Illich é radical, mas não ingênuo: não pensa em um retorno bucólico, em uma supressão da escola, em um ludismo reativo e retroativo: de fato, ele defende a dignidade e a liberdade do humano, a criatividade e a alegria de existir, porque somos seres espirituais e encarnados, e da Encarnação viemos.

E é aqui que o papel das instituições muitas vezes se torna opressivo e, paradoxalmente, anti-humano, desencarnado, também do ponto de vista da corruptio optimi pessima. No livro, encontram-se também páginas célebres e discutidas sobre a crise da Igreja Católica, sobre a “extinção do padre”, sobre o “lado obscuro da caridade”, sobre a “utilização do Evangelho a serviço do capitalismo”, mas também aqui o centro não é a demolição, que estaria “em contradição com as leis da sociologia, assim como com a sua missão divina”, mas a libertação, porque uma Igreja pobre, menos empresarial, menos burocrática está mais próxima e mais a serviço do Reino.
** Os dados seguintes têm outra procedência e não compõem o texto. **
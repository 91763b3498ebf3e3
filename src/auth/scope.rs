//! Scope normalization and classification helpers.

// std
use std::{
	cmp::Ordering,
	collections::BTreeSet,
	hash::{Hash, Hasher},
};
// crates.io
use serde::{Deserializer, Serializer, de::Error as DeError};
// self
use crate::_prelude::*;

/// Scope token whose presence switches a request into the `offline` scope class.
pub const OFFLINE_ACCESS: &str = "offline_access";

/// Errors emitted when validating scopes.
#[derive(Clone, Debug, PartialEq, Eq, Serialize, Deserialize, ThisError)]
pub enum ScopeValidationError {
	/// Empty scope entries are not allowed.
	#[error("Scope entries cannot be empty.")]
	Empty,
	/// Scopes cannot contain embedded whitespace characters.
	#[error("Scope contains whitespace: {scope}.")]
	ContainsWhitespace {
		/// The offending scope string.
		scope: String,
	},
}

/// Index grouping derived from a scope set.
///
/// Used only for organizing the cache index, never for token identity: two scope sets with
/// the same class still key separate cache entries when their tokens differ.
#[derive(Clone, Copy, Debug, PartialEq, Eq, PartialOrd, Ord, Hash, Serialize, Deserialize)]
#[serde(rename_all = "lowercase")]
pub enum ScopeClass {
	/// Scope sets without `offline_access`.
	Openid,
	/// Scope sets containing `offline_access`.
	Offline,
}
impl ScopeClass {
	/// Returns the stable label used inside the stored index.
	pub const fn as_str(self) -> &'static str {
		match self {
			ScopeClass::Openid => "openid",
			ScopeClass::Offline => "offline",
		}
	}
}
impl Display for ScopeClass {
	fn fmt(&self, f: &mut Formatter) -> FmtResult {
		f.write_str(self.as_str())
	}
}

/// Normalized set of OAuth scopes.
///
/// Scopes are deduplicated and sorted so equivalent scope sets always compare, hash, and key
/// identically, regardless of the order the caller listed them in.
#[derive(Clone, Default)]
pub struct ScopeSet {
	scopes: Arc<[String]>,
}
impl ScopeSet {
	/// Creates a normalized scope set from any iterator.
	pub fn new<I, S>(scopes: I) -> Result<Self, ScopeValidationError>
	where
		I: IntoIterator<Item = S>,
		S: Into<String>,
	{
		Ok(Self { scopes: normalize(scopes)? })
	}

	/// Number of distinct scopes.
	pub fn len(&self) -> usize {
		self.scopes.len()
	}

	/// Returns true if no scopes are defined.
	pub fn is_empty(&self) -> bool {
		self.scopes.is_empty()
	}

	/// Returns true if the normalized set contains the provided scope.
	pub fn contains(&self, scope: &str) -> bool {
		self.scopes.binary_search_by(|candidate| candidate.as_str().cmp(scope)).is_ok()
	}

	/// Iterator over normalized scopes.
	pub fn iter(&self) -> impl Iterator<Item = &str> {
		self.scopes.iter().map(|s| s.as_str())
	}

	/// Returns the normalized string representation (space-delimited, sorted, deduplicated).
	pub fn normalized(&self) -> String {
		self.scopes.join(" ")
	}

	/// Scope class used when organizing the cache index.
	pub fn class(&self) -> ScopeClass {
		if self.contains(OFFLINE_ACCESS) { ScopeClass::Offline } else { ScopeClass::Openid }
	}
}
impl PartialEq for ScopeSet {
	fn eq(&self, other: &Self) -> bool {
		self.scopes == other.scopes
	}
}
impl Eq for ScopeSet {}
impl PartialOrd for ScopeSet {
	fn partial_cmp(&self, other: &Self) -> Option<Ordering> {
		Some(self.cmp(other))
	}
}
impl Ord for ScopeSet {
	fn cmp(&self, other: &Self) -> Ordering {
		self.scopes.cmp(&other.scopes)
	}
}
impl Hash for ScopeSet {
	fn hash<H: Hasher>(&self, state: &mut H) {
		self.scopes.hash(state);
	}
}
impl Debug for ScopeSet {
	fn fmt(&self, f: &mut Formatter) -> FmtResult {
		f.debug_tuple("ScopeSet").field(&self.scopes).finish()
	}
}
impl Display for ScopeSet {
	fn fmt(&self, f: &mut Formatter) -> FmtResult {
		f.write_str(&self.normalized())
	}
}
impl FromStr for ScopeSet {
	type Err = ScopeValidationError;

	fn from_str(s: &str) -> Result<Self, Self::Err> {
		if s.is_empty() {
			return Ok(Self::default());
		}
		if s.chars().all(char::is_whitespace) {
			return Err(ScopeValidationError::Empty);
		}

		Self::new(s.split_whitespace())
	}
}
impl Serialize for ScopeSet {
	fn serialize<S>(&self, serializer: S) -> Result<S::Ok, S::Error>
	where
		S: Serializer,
	{
		serializer.serialize_str(&self.normalized())
	}
}
impl<'de> Deserialize<'de> for ScopeSet {
	fn deserialize<D>(deserializer: D) -> Result<Self, D::Error>
	where
		D: Deserializer<'de>,
	{
		let value = String::deserialize(deserializer)?;

		ScopeSet::from_str(&value).map_err(DeError::custom)
	}
}

fn normalize<I, S>(scopes: I) -> Result<Arc<[String]>, ScopeValidationError>
where
	I: IntoIterator<Item = S>,
	S: Into<String>,
{
	let mut set = BTreeSet::new();

	for scope in scopes {
		let owned: String = scope.into();

		if owned.is_empty() {
			return Err(ScopeValidationError::Empty);
		}
		if owned.chars().any(char::is_whitespace) {
			return Err(ScopeValidationError::ContainsWhitespace { scope: owned });
		}

		set.insert(owned);
	}

	Ok(Arc::from(set.into_iter().collect::<Vec<_>>()))
}

#[cfg(test)]
mod tests {
	// self
	use super::*;

	#[test]
	fn scopes_normalize_stably_under_reordering() {
		let lhs = ScopeSet::new(["profile", "openid", "openid"])
			.expect("Left-hand scope set should be valid.");
		let rhs =
			ScopeSet::new(["openid", "profile"]).expect("Right-hand scope set should be valid.");

		assert_eq!(lhs, rhs);
		assert_eq!(lhs.normalized(), "openid profile");

		use std::collections::hash_map::DefaultHasher;
		use std::hash::Hasher as _;

		let digest = |set: &ScopeSet| {
			let mut hasher = DefaultHasher::new();

			set.hash(&mut hasher);
			hasher.finish()
		};

		assert_eq!(digest(&lhs), digest(&rhs));
	}

	#[test]
	fn offline_access_switches_scope_class() {
		let openid = ScopeSet::new(["openid", "profile"]).expect("Openid set should be valid.");
		let offline = ScopeSet::new(["openid", OFFLINE_ACCESS]).expect("Offline set should be valid.");

		assert_eq!(openid.class(), ScopeClass::Openid);
		assert_eq!(offline.class(), ScopeClass::Offline);
	}

	#[test]
	fn invalid_scopes_error() {
		assert!(ScopeSet::new([""]).is_err());
		assert!(ScopeSet::new(["contains space"]).is_err());
		assert!(ScopeSet::from_str("").is_ok(), "Empty string represents an empty scope set.");
		assert!(ScopeSet::from_str("   ").is_err(), "Whitespace-only input must be rejected.");
	}

	#[test]
	fn serde_round_trips_as_normalized_string() {
		let set = ScopeSet::new(["profile", "openid"]).expect("Scope fixture should be valid.");
		let payload = serde_json::to_string(&set).expect("Scope set should serialize.");

		assert_eq!(payload, "\"openid profile\"");

		let round_trip: ScopeSet =
			serde_json::from_str(&payload).expect("Scope set should deserialize.");

		assert_eq!(round_trip, set);
	}
}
A herança de Ivan Illich não é apenas extraordinariamente atual na sua inatualidade, mas deve ser redescoberta e ampliada.

A impressão é que ainda não somos contemporâneos desse grande intérprete da crise da modernidade, mas também desse celebrador da alegria e da consciência. Suas intuições nos esperam. Illich talvez não seja tanto um profeta pós-moderno, mas sim um professor, é claro, e um companheiro de viagem, um amigo que nos convida à esperança, porque “hoje o ethos prometeico ofuscou a esperança. A sobrevivência da espécie humana depende de sua redescoberta como força social”. Escutemo-lo.